Check the records below line by line, and report how many lines include the string "cloned". No other words are needed.

─── Records for the task

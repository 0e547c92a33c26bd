//! In-memory test doubles for the content source and the chat platform.
//!
//! Available to this crate's tests and, through the `test-support` feature,
//! to downstream crates.

use crate::chat::{ChatPlatform, UserDirectory};
use crate::error::{Error, Result};
use crate::source::ContentSource;
use crate::types::{ChatEvent, MemeRecord, OutboundMessage, SourcePost};
use async_trait::async_trait;
use chrono::{DateTime, TimeZone, Utc};
use std::collections::{BTreeMap, BTreeSet, VecDeque};
use std::sync::atomic::{AtomicUsize, Ordering};
use std::sync::{Mutex, MutexGuard};

fn locked<T>(mutex: &Mutex<T>) -> MutexGuard<'_, T> {
    mutex.lock().unwrap_or_else(|poisoned| poisoned.into_inner())
}

/// 2024-01-15 10:00 UTC plus `minutes`.
pub fn at_minute(minutes: i64) -> DateTime<Utc> {
    Utc.with_ymd_and_hms(2024, 1, 15, 10, 0, 0)
        .single()
        .unwrap_or_default()
        + chrono::Duration::minutes(minutes)
}

/// A source post whose content URL is derived from its id.
pub fn post(id: &str, sub: &str, ups: i64) -> SourcePost {
    SourcePost {
        id: id.to_string(),
        sub: sub.to_string(),
        title: format!("meme {id}"),
        url: format!("https://i.redd.it/{id}.png"),
        permalink: format!("https://redd.it/{id}"),
        over_18: false,
        ups,
        upvote_ratio: 0.9,
        author: "poster".to_string(),
        created_utc: at_minute(0),
    }
}

/// An unpublished archive record for `post(id, sub, score)`.
pub fn meme(id: &str, sub: &str, score: i64) -> MemeRecord {
    MemeRecord::from_post(post(id, sub, score), at_minute(30))
}

// ─────────────────────────────────────────────────────────────────────────────
// Content source
// ─────────────────────────────────────────────────────────────────────────────

/// Scriptable content source.
#[derive(Default)]
pub struct FakeSource {
    hot: Mutex<BTreeMap<String, Vec<SourcePost>>>,
    adult: Mutex<BTreeSet<String>>,
    forbidden: Mutex<BTreeSet<String>>,
    broken: Mutex<BTreeSet<String>>,
    fetches: AtomicUsize,
}

impl FakeSource {
    pub fn new() -> Self {
        Self::default()
    }

    /// Replace the hot listing of a sub.
    pub fn set_hot(&self, sub: &str, posts: Vec<SourcePost>) {
        locked(&self.hot).insert(sub.to_lowercase(), posts);
    }

    /// Change the score of a post wherever it is listed.
    pub fn set_score(&self, id: &str, ups: i64) {
        for post in locked(&self.hot).values_mut().flatten() {
            if post.id == id {
                post.ups = ups;
            }
        }
    }

    pub fn mark_adult(&self, sub: &str) {
        locked(&self.adult).insert(sub.to_lowercase());
    }

    /// Make the adult-flag lookup for a sub fail with `Forbidden`.
    pub fn forbid(&self, sub: &str) {
        locked(&self.forbidden).insert(sub.to_lowercase());
    }

    /// Make hot-listing fetches for a sub fail.
    pub fn break_fetch(&self, sub: &str) {
        locked(&self.broken).insert(sub.to_lowercase());
    }

    /// Number of `fetch_hot` calls served so far.
    pub fn fetch_count(&self) -> usize {
        self.fetches.load(Ordering::SeqCst)
    }
}

#[async_trait]
impl ContentSource for FakeSource {
    async fn fetch_hot(&self, sub: &str, limit: u32) -> Result<Vec<SourcePost>> {
        self.fetches.fetch_add(1, Ordering::SeqCst);
        let key = sub.to_lowercase();
        if locked(&self.broken).contains(&key) {
            return Err(Error::source(format!("{sub} is unavailable")));
        }
        Ok(locked(&self.hot)
            .get(&key)
            .map(|posts| posts.iter().take(limit as usize).cloned().collect())
            .unwrap_or_default())
    }

    async fn is_adult(&self, sub: &str) -> Result<bool> {
        let key = sub.to_lowercase();
        if locked(&self.forbidden).contains(&key) {
            return Err(Error::Forbidden(sub.to_string()));
        }
        Ok(locked(&self.adult).contains(&key))
    }

    async fn fetch_by_id(&self, id: &str) -> Result<SourcePost> {
        locked(&self.hot)
            .values()
            .flatten()
            .find(|p| p.id == id)
            .cloned()
            .ok_or_else(|| Error::NotFound(format!("post {id}")))
    }
}

// ─────────────────────────────────────────────────────────────────────────────
// Chat platform
// ─────────────────────────────────────────────────────────────────────────────

/// What the next `connect` call returns.
#[derive(Debug, Clone, Copy, PartialEq, Eq)]
pub enum ConnectOutcome {
    Connected,
    Rejected,
    Unreachable,
}

/// What the next `poll_events` call returns.
#[derive(Debug, Clone)]
pub enum PollOutcome {
    Events(Vec<ChatEvent>),
    Closed,
    Failed,
}

/// Scriptable chat platform that records everything posted.
#[derive(Default)]
pub struct FakeChat {
    connects: Mutex<VecDeque<ConnectOutcome>>,
    polls: Mutex<VecDeque<PollOutcome>>,
    posted: Mutex<Vec<OutboundMessage>>,
    users: Mutex<UserDirectory>,
    connect_calls: AtomicUsize,
}

impl FakeChat {
    pub fn new() -> Self {
        Self::default()
    }

    /// Queue the result of a future `connect`; unscripted calls succeed.
    pub fn script_connect(&self, outcome: ConnectOutcome) {
        locked(&self.connects).push_back(outcome);
    }

    /// Queue the result of a future poll; unscripted polls return nothing.
    pub fn script_poll(&self, outcome: PollOutcome) {
        locked(&self.polls).push_back(outcome);
    }

    pub fn set_users(&self, users: UserDirectory) {
        *locked(&self.users) = users;
    }

    /// Messages posted so far.
    pub fn posted(&self) -> Vec<OutboundMessage> {
        locked(&self.posted).clone()
    }

    pub fn connect_calls(&self) -> usize {
        self.connect_calls.load(Ordering::SeqCst)
    }
}

#[async_trait]
impl ChatPlatform for FakeChat {
    async fn connect(&self) -> Result<bool> {
        self.connect_calls.fetch_add(1, Ordering::SeqCst);
        match locked(&self.connects).pop_front() {
            None | Some(ConnectOutcome::Connected) => Ok(true),
            Some(ConnectOutcome::Rejected) => Ok(false),
            Some(ConnectOutcome::Unreachable) => Err(Error::transport_closed("connect refused")),
        }
    }

    async fn poll_events(&self) -> Result<Vec<ChatEvent>> {
        match locked(&self.polls).pop_front() {
            None => Ok(Vec::new()),
            Some(PollOutcome::Events(events)) => Ok(events),
            Some(PollOutcome::Closed) => Err(Error::transport_closed("socket closed")),
            Some(PollOutcome::Failed) => Err(Error::chat("ratelimited")),
        }
    }

    async fn post_message(&self, message: &OutboundMessage) -> Result<()> {
        locked(&self.posted).push(message.clone());
        Ok(())
    }

    async fn list_users(&self) -> Result<UserDirectory> {
        Ok(locked(&self.users).clone())
    }
}

/// An event already addressed to the bot, as the delivery loop hands it to
/// the interpreter.
pub fn command_event(command: &str) -> ChatEvent {
    ChatEvent {
        channel: "C_MEMES".to_string(),
        user: Some("U1".to_string()),
        text: Some(format!("<@UBOT> {command}")),
        ts: "1705312800.000100".to_string(),
        mention: Some(command.to_string()),
        ..Default::default()
    }
}

/// A raw event mentioning the bot `UBOT`, as the platform delivers it.
pub fn raw_event(text: &str) -> ChatEvent {
    ChatEvent {
        channel: "C_MEMES".to_string(),
        user: Some("U1".to_string()),
        text: Some(text.to_string()),
        ts: "1705312800.000100".to_string(),
        ..Default::default()
    }
}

──────

» **Task output**: 2